- [What needs to be done]
With the string "form" as the filter, copy each matching line from the records.

- [Extracted records]

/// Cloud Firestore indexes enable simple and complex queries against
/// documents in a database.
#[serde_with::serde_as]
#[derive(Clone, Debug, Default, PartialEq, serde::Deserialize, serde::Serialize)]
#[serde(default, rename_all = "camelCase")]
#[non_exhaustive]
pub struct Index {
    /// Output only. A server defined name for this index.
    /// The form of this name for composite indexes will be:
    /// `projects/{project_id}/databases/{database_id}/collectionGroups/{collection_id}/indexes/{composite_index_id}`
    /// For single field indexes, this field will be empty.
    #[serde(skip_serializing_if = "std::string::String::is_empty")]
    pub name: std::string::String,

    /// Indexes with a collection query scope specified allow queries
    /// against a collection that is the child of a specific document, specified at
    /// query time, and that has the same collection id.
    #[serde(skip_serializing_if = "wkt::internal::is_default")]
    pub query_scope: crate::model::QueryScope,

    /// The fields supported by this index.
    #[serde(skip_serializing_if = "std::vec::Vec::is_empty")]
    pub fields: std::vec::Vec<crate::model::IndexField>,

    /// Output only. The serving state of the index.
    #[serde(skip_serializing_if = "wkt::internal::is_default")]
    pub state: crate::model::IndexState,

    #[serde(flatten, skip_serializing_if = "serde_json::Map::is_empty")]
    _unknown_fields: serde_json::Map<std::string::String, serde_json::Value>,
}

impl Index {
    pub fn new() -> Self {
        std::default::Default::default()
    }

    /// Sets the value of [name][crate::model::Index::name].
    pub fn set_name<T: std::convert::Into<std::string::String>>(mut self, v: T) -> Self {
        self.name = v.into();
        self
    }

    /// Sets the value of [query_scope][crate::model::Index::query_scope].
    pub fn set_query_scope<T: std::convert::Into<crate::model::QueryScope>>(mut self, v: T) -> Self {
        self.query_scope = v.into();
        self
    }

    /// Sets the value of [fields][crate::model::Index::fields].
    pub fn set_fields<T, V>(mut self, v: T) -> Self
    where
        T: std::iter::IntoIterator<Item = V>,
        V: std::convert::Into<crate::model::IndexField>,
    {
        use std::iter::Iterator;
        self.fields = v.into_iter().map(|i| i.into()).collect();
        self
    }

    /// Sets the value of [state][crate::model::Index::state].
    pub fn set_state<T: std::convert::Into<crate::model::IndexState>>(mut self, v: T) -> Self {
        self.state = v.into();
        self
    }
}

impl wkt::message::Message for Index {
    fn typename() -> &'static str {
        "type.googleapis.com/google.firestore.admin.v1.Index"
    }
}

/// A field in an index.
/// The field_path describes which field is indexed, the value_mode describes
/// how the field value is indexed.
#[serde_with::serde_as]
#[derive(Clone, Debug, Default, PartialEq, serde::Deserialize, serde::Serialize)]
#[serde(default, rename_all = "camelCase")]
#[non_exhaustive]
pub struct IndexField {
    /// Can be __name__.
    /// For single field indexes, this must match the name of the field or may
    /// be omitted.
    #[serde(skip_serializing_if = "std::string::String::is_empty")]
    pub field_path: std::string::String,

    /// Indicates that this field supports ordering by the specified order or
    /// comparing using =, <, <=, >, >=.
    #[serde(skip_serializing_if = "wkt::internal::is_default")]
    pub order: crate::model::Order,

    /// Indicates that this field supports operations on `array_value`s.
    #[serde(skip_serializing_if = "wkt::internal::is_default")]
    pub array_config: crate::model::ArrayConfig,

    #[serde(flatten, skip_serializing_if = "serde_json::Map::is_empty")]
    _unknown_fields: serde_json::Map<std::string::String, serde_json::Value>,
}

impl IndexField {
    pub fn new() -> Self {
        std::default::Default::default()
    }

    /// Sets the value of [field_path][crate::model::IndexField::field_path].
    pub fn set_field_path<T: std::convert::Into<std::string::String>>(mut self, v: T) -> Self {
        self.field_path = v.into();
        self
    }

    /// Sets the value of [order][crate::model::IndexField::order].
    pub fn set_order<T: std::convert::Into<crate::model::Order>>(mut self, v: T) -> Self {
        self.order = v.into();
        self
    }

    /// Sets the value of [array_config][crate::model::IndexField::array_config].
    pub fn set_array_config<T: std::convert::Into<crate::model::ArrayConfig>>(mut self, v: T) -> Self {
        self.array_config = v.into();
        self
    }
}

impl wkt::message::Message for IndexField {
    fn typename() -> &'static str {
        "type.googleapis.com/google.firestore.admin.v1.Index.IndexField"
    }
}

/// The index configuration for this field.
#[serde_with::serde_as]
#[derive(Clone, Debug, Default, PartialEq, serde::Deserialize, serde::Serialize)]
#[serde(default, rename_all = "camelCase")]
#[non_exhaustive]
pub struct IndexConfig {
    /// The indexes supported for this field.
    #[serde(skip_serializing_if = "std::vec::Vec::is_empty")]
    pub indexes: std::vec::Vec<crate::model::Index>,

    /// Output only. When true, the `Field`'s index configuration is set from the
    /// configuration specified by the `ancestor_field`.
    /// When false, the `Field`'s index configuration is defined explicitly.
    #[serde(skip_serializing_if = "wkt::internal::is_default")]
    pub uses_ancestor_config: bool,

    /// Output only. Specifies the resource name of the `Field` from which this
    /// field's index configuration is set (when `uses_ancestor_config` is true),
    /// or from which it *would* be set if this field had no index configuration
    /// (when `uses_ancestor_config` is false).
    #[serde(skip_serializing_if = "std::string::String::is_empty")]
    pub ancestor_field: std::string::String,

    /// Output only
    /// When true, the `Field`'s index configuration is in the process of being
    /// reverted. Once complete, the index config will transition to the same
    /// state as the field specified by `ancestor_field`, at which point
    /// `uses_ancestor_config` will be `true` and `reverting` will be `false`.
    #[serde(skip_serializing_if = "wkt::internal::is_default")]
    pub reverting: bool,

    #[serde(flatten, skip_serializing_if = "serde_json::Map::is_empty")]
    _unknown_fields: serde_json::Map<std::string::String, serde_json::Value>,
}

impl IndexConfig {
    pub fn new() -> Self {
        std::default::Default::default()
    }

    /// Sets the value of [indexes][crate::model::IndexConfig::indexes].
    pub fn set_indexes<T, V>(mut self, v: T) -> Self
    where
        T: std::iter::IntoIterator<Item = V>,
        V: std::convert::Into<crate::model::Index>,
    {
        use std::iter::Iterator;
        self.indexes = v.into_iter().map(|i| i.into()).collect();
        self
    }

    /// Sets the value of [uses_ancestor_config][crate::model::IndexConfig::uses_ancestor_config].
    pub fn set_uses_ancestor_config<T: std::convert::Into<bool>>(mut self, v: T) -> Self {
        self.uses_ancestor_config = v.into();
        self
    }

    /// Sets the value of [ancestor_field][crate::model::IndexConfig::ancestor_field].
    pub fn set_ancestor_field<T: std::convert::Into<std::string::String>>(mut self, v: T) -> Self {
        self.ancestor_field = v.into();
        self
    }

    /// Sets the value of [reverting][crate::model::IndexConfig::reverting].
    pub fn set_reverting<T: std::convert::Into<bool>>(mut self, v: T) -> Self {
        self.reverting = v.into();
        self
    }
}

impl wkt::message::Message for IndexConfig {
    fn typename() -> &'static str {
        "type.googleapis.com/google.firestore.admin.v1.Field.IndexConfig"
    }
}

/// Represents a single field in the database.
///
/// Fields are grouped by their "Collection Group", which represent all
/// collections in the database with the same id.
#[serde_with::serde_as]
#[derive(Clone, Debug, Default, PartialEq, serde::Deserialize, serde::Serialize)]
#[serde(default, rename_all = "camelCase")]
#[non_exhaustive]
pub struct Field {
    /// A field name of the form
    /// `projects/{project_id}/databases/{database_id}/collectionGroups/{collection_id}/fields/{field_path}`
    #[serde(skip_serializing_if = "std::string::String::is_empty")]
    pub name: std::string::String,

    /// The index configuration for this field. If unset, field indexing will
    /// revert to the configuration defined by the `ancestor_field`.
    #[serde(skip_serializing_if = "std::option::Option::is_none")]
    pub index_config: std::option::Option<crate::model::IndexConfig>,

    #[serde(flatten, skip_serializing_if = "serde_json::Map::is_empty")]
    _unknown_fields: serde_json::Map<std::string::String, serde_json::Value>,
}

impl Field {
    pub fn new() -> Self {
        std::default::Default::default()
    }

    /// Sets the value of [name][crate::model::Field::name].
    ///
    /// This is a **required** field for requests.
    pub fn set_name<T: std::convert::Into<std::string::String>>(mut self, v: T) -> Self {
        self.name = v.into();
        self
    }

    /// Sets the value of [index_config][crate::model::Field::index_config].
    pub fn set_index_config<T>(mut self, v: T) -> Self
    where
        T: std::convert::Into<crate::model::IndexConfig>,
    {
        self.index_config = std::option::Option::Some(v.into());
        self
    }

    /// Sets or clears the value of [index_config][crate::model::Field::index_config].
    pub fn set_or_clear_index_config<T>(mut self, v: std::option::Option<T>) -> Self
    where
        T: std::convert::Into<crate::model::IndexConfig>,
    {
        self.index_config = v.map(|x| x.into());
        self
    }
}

- [Result for this exercise]
    /// The form of this name for composite indexes will be:
    /// A field name of the form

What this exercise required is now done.